» Your instructions: Count the lines below that contain the word "south", and state only that number.
Material supplied START
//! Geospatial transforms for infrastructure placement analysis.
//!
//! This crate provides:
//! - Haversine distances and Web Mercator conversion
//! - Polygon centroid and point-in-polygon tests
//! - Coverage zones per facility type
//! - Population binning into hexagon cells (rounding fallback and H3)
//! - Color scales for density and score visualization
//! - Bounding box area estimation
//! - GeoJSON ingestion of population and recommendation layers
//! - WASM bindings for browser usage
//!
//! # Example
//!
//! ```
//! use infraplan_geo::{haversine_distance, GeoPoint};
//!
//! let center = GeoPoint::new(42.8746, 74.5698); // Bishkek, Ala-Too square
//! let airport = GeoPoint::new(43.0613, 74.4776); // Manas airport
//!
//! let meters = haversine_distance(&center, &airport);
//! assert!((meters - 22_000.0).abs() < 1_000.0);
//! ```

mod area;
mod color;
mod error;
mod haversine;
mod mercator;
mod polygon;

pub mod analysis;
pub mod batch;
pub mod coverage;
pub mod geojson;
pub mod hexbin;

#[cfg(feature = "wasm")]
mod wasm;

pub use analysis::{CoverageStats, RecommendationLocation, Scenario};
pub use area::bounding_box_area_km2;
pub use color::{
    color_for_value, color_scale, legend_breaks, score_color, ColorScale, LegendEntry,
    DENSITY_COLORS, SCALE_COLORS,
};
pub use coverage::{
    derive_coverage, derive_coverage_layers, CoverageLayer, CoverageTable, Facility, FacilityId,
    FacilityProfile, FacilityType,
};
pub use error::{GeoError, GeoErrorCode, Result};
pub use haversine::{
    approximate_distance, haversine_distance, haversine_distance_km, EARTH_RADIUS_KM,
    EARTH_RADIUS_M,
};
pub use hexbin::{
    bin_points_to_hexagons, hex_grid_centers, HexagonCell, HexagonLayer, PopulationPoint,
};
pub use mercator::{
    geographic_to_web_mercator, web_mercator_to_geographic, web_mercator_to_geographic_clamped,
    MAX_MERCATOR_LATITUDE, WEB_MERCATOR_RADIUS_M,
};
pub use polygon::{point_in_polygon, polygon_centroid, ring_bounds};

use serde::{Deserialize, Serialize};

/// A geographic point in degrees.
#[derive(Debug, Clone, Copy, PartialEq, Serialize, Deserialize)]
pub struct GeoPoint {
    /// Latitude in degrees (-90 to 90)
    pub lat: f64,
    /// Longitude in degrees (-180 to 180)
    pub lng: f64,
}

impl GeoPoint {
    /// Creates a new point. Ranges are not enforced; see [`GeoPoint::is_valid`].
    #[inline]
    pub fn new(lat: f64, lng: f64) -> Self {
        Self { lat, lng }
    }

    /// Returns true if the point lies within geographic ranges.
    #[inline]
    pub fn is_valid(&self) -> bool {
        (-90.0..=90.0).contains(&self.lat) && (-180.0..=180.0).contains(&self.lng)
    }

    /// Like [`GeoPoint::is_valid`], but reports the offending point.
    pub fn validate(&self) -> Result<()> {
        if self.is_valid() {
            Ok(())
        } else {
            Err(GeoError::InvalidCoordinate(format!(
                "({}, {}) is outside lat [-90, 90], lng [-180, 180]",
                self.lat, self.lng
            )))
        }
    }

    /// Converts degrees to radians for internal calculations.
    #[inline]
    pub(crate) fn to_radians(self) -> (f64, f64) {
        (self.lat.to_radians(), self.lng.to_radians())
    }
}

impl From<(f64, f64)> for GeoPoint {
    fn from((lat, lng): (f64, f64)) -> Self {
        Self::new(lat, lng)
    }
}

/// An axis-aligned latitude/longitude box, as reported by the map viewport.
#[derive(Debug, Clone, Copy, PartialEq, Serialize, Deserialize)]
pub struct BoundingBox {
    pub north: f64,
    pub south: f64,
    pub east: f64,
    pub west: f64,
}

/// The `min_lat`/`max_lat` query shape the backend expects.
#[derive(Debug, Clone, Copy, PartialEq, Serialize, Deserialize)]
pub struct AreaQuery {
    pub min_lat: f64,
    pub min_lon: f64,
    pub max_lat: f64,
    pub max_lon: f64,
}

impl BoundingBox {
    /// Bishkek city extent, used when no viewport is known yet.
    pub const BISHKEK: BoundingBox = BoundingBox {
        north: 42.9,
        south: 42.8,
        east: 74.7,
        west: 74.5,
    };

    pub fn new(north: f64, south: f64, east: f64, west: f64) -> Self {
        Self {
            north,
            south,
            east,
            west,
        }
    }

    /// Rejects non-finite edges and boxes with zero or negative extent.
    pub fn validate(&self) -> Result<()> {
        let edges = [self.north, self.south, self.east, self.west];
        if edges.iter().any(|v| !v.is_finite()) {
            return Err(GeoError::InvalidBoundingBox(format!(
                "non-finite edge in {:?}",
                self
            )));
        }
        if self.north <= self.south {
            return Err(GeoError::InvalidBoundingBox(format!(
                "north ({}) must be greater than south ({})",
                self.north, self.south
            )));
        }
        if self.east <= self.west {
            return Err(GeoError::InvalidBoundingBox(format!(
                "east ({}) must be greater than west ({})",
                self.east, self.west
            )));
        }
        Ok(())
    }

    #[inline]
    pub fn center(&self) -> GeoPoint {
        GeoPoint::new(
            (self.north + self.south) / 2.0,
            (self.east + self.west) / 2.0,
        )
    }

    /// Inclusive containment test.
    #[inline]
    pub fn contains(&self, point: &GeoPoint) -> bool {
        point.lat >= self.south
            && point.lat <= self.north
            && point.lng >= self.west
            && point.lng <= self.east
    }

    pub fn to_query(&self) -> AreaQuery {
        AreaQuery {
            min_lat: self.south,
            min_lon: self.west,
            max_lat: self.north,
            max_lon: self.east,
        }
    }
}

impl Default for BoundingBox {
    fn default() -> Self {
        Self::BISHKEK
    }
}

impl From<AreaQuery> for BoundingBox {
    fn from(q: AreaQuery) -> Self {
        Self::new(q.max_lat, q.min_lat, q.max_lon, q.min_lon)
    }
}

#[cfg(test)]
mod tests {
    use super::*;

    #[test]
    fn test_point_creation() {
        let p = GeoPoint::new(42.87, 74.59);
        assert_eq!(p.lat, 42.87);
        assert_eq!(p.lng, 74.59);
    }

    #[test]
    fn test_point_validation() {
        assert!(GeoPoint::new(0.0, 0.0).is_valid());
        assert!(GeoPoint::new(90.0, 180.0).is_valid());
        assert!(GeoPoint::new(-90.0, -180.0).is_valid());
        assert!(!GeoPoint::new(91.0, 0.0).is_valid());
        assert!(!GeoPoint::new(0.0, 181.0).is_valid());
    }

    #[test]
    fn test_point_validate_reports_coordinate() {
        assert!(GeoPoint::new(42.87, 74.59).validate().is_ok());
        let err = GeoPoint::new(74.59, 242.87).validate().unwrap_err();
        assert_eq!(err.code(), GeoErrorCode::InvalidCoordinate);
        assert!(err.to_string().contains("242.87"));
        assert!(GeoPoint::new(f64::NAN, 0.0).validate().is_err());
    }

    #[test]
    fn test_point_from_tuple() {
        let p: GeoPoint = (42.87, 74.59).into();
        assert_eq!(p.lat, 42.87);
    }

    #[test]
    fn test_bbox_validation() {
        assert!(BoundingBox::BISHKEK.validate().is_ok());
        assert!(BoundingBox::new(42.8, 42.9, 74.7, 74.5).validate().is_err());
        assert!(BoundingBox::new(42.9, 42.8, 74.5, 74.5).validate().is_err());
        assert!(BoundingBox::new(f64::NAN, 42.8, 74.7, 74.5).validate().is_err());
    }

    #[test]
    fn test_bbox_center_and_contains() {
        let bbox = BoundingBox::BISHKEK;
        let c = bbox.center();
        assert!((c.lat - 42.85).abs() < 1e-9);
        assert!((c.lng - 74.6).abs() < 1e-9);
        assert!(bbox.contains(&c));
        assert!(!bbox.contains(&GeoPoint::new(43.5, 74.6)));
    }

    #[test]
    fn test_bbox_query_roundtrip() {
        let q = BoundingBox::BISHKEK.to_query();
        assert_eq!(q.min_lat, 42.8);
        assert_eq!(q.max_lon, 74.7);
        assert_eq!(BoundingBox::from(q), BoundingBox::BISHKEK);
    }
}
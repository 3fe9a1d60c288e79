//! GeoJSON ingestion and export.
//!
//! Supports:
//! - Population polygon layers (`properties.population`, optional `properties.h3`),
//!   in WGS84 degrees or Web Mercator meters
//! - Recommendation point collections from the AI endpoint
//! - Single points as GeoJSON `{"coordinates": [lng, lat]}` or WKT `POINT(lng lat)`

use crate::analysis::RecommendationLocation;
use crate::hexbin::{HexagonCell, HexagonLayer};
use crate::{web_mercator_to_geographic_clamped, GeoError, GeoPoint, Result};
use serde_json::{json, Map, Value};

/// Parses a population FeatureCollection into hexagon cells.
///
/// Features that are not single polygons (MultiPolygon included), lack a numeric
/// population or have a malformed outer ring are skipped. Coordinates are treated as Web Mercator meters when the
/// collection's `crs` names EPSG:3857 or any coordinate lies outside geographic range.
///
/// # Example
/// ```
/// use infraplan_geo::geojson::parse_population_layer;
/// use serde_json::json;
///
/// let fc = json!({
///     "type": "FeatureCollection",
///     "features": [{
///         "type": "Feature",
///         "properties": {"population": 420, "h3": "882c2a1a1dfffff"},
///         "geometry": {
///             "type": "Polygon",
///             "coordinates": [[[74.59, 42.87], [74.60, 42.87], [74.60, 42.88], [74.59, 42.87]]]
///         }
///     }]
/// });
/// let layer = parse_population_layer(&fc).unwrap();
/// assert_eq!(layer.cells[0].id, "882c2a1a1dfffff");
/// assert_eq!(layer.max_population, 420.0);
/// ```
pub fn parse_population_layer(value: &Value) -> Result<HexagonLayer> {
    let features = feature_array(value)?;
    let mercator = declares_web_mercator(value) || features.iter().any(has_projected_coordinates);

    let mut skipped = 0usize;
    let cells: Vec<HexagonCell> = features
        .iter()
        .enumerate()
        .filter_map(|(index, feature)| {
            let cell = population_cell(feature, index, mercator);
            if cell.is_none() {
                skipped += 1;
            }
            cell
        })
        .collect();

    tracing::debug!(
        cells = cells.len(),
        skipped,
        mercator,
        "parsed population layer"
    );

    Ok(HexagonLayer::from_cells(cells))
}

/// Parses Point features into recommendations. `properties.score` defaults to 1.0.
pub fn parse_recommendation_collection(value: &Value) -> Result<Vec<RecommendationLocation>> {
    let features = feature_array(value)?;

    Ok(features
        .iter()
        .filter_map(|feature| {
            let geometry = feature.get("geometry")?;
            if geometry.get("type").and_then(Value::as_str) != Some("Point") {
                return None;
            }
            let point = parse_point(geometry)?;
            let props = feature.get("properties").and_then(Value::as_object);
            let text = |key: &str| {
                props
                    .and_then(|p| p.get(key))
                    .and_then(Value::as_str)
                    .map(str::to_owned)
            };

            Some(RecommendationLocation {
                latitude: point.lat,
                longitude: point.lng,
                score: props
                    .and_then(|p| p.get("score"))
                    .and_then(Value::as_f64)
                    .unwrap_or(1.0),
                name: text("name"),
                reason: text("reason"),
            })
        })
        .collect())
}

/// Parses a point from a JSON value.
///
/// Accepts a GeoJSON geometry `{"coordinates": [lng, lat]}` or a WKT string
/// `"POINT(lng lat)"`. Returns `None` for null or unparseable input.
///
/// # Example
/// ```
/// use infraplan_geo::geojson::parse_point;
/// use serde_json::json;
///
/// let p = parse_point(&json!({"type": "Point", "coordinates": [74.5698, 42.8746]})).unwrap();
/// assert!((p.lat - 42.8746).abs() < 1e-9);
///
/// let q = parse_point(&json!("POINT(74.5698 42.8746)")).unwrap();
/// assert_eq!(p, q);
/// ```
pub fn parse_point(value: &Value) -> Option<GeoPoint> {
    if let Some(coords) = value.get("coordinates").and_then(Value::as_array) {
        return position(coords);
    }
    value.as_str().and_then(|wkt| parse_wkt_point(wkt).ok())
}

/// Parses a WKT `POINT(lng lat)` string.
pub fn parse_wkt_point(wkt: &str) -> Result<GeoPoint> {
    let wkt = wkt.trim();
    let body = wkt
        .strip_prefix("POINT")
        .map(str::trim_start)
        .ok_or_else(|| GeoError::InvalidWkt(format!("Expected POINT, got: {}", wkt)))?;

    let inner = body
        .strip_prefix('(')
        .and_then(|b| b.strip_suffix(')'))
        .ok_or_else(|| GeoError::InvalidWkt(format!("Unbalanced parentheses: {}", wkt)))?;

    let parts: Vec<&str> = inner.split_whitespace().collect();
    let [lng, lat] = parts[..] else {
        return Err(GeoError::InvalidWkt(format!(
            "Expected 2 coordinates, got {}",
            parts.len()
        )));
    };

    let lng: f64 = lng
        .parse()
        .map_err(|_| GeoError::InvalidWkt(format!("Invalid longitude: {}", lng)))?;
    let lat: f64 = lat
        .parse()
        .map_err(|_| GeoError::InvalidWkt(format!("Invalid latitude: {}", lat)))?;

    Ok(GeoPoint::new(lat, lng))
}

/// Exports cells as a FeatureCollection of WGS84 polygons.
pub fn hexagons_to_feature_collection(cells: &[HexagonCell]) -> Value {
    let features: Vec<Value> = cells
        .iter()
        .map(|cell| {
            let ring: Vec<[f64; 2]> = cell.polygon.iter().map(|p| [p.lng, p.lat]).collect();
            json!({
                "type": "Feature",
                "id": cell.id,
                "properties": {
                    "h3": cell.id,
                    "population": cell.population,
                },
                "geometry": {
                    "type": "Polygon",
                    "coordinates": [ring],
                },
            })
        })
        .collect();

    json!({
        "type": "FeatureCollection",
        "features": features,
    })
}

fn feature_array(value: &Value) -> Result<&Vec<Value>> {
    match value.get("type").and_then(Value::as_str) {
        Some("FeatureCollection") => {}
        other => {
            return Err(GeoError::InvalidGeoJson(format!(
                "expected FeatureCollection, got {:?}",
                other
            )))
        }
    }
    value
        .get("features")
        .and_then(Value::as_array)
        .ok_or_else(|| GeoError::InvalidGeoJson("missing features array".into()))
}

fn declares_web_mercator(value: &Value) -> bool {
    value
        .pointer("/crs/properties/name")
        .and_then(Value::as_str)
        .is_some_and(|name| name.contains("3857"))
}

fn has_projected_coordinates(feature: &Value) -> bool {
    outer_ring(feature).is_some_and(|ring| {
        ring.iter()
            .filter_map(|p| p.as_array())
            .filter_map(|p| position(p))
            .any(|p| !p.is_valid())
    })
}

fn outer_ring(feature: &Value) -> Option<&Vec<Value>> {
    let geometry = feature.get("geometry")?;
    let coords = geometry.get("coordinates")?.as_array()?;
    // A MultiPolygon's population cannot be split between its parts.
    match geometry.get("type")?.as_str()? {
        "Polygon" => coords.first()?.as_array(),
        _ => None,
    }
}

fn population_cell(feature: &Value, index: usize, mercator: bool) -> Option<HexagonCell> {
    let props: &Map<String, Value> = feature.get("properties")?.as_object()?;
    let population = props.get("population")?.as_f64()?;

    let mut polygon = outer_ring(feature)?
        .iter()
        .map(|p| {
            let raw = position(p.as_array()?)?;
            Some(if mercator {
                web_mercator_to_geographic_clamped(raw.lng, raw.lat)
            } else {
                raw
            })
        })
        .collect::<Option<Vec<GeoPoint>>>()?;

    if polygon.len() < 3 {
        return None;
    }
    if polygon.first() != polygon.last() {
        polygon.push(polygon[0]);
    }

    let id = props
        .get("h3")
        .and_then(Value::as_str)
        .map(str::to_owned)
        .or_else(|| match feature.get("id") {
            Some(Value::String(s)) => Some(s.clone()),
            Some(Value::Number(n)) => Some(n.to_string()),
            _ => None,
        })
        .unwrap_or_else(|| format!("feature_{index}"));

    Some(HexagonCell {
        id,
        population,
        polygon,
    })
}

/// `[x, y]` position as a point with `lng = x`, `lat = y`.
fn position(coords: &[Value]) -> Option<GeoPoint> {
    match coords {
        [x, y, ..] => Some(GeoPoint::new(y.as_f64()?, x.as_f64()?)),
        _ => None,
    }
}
Material supplied END
» Answer below: 11